Wednesday, February 25, 2009

PNUTs, SCADS, Hive

Notes on Tyson's presentation about PNUTS:
  • complaint: not enough control over replication
  • predicate to system, apply to the system before
  • hash or sorted tables
  • no foreign key constraints (not normalized?)
  • selection predicates, and projection from tables
  • no joins
  • per record timeline consistency, all replicas apply updates to record in same order. all updates go to a master, which moves around for performace
  • tyson likes that they took the right pieces out of the db to support the right pieces (read one record at a time)
  • no fine control over replication factor
  • rethink isolation?

Notes on Michael's SCADS talk:
  • Scale independence (borrowed idea from db papers, data independence)
    • No changes to app as you scale
    • latency stays constant
    • const/users stays constant
  • auto scale up/down
  • declarative performance consistency
  • perf. safe query language (cardinality constraints)
  • give developers axis that they understand:
    • performance SLA
    • read consistency (freshness)
    • write consistency
    • durability SLA
    • Session guarantees (monontonic reads, read your own writes)

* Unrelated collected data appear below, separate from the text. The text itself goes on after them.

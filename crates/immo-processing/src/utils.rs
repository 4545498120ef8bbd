//! Shared utilities for the cleaning pipeline.
//!
//! This module contains common helper functions used across multiple modules
//! to reduce code duplication and ensure consistency.

use crate::error::{CleaningError, Result};
use polars::prelude::*;
use std::collections::HashMap;

// =============================================================================
// Data Type Utilities
// =============================================================================

/// Check if a DataType is numeric (integer or float).
#[inline]
pub fn is_numeric_dtype(dtype: &DataType) -> bool {
    matches!(
        dtype,
        DataType::Int8
            | DataType::Int16
            | DataType::Int32
            | DataType::Int64
            | DataType::UInt8
            | DataType::UInt16
            | DataType::UInt32
            | DataType::UInt64
            | DataType::Float32
            | DataType::Float64
    )
}

// =============================================================================
// String Parsing Utilities
// =============================================================================

/// Characters commonly used in numeric formatting that should be stripped.
pub const NUMERIC_FORMAT_CHARS: [char; 6] = [',', '$', '%', '€', '£', ' '];

/// Common placeholder markers found in the scraped export.
pub const ERROR_MARKERS: [&str; 9] = [
    "error", "unknown", "n/a", "na", "null", "missing", "none", "nan", "#n/a",
];

/// Clean a string for numeric parsing by removing formatting characters.
pub fn clean_numeric_string(s: &str) -> String {
    let mut result = s.trim().to_string();
    for c in NUMERIC_FORMAT_CHARS {
        result = result.replace(c, "");
    }
    result
}

/// Check if a string is an error/missing value marker.
pub fn is_error_marker(s: &str) -> bool {
    let lower = s.trim().to_ascii_lowercase();
    ERROR_MARKERS.iter().any(|&marker| lower == marker)
}

/// Try to parse a string as a finite numeric value.
///
/// Handles currency symbols, percentages and thousands separators.
/// NaN and infinities are treated as missing.
pub fn parse_numeric_string(s: &str) -> Option<f64> {
    if is_error_marker(s) {
        return None;
    }
    let cleaned = clean_numeric_string(s);
    if cleaned.is_empty() {
        return None;
    }
    cleaned.parse::<f64>().ok().filter(|v| v.is_finite())
}

/// Common boolean true representations.
pub const BOOLEAN_TRUE_VALUES: [&str; 5] = ["true", "yes", "1", "t", "y"];

/// Common boolean false representations.
pub const BOOLEAN_FALSE_VALUES: [&str; 5] = ["false", "no", "0", "f", "n"];

/// Parse a boolean-like string. Numbers other than 0/1 count as true when positive.
pub fn parse_boolean_like(s: &str) -> Option<bool> {
    let lower = s.trim().to_ascii_lowercase();
    if BOOLEAN_TRUE_VALUES.contains(&lower.as_str()) {
        return Some(true);
    }
    if BOOLEAN_FALSE_VALUES.contains(&lower.as_str()) {
        return Some(false);
    }
    parse_numeric_string(&lower).map(|v| v > 0.0)
}

// =============================================================================
// Column Access Utilities
// =============================================================================

/// Check whether a column exists.
#[inline]
pub fn has_column(df: &DataFrame, name: &str) -> bool {
    df.column(name).is_ok()
}

/// Fail with [`CleaningError::ColumnNotFound`] for the first absent column.
pub fn require_columns(df: &DataFrame, names: &[&str]) -> Result<()> {
    match names.iter().find(|name| !has_column(df, name)) {
        Some(missing) => Err(CleaningError::ColumnNotFound(missing.to_string())),
        None => Ok(()),
    }
}

/// Render a column as optional strings, whatever its dtype.
pub fn column_as_strings(df: &DataFrame, name: &str) -> Result<Vec<Option<String>>> {
    let series = df.column(name)?.as_materialized_series();
    series_as_strings(series)
}

/// Render a Series as optional strings, whatever its dtype.
pub fn series_as_strings(series: &Series) -> Result<Vec<Option<String>>> {
    let as_str = series.cast(&DataType::String)?;
    Ok(as_str
        .str()?
        .into_iter()
        .map(|v| v.map(|s| s.to_string()))
        .collect())
}

/// Read a column as optional finite floats.
///
/// Strings are parsed with [`parse_numeric_string`], booleans map to 1/0,
/// NaN and infinities become `None`.
pub fn column_as_f64(df: &DataFrame, name: &str) -> Result<Vec<Option<f64>>> {
    let series = df.column(name)?.as_materialized_series();
    series_as_f64(series)
}

/// Read a Series as optional finite floats.
pub fn series_as_f64(series: &Series) -> Result<Vec<Option<f64>>> {
    let values = match series.dtype() {
        dtype if is_numeric_dtype(dtype) => series
            .cast(&DataType::Float64)?
            .f64()?
            .into_iter()
            .map(|v| v.filter(|x| x.is_finite()))
            .collect(),
        DataType::Boolean => series
            .bool()?
            .into_iter()
            .map(|v| v.map(|b| if b { 1.0 } else { 0.0 }))
            .collect(),
        _ => series_as_strings(series)?
            .into_iter()
            .map(|v| v.as_deref().and_then(parse_numeric_string))
            .collect(),
    };
    Ok(values)
}

// =============================================================================
// Statistics Utilities
// =============================================================================

/// Most frequent value. Ties resolve to the lexicographically smallest value
/// so repeated runs agree.
pub fn deterministic_mode<'a, I>(values: I) -> Option<String>
where
    I: IntoIterator<Item = &'a str>,
{
    let mut counts: HashMap<&str, usize> = HashMap::new();
    for v in values {
        *counts.entry(v).or_insert(0) += 1;
    }

    counts
        .into_iter()
        .max_by(|(a_val, a_count), (b_val, b_count)| {
            a_count.cmp(b_count).then_with(|| b_val.cmp(a_val))
        })
        .map(|(val, _)| val.to_string())
}

/// Rounded mean of the known values, `None` when there are none.
pub fn rounded_mean(values: &[Option<f64>]) -> Option<i64> {
    let known: Vec<f64> = values.iter().flatten().copied().collect();
    if known.is_empty() {
        return None;
    }
    let mean = known.iter().sum::<f64>() / known.len() as f64;
    Some(mean.round() as i64)
}

// =============================================================================
// Tests
// =============================================================================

Thursday, February 19, 2009

Dynamo

What is the problem? Is the problem real?
Highly available, partition tolerant, high performance value-key store.

What is the solution's main idea (nugget)?
Use various well known distibuted systems techniques to build a flexible storage solution.
-consistent hashing (sounds like Chord)
-object versioning (sounds like BigTable)
-"sloppy quorum" (from talk) for consistency
-"decentralized replica synchronization protocol"

Why is solution different from previous work? (Is technology different?, Is workload different?, Is problem different?)
Their demands are slightly different than the related work (e.g. Chord), most of which they build off of. They do it at scale and it really works, and is in production!

Questions/criticisms
How is this different from S3? - provides control over availability/performance tradeoff

Thursday, February 12, 2009

Google's BigTable

Summary
I'm going to be repeating myself during my summary. I love reading these papers. As I learn more about system, particularly distributed systems, these papers get even more beautiful.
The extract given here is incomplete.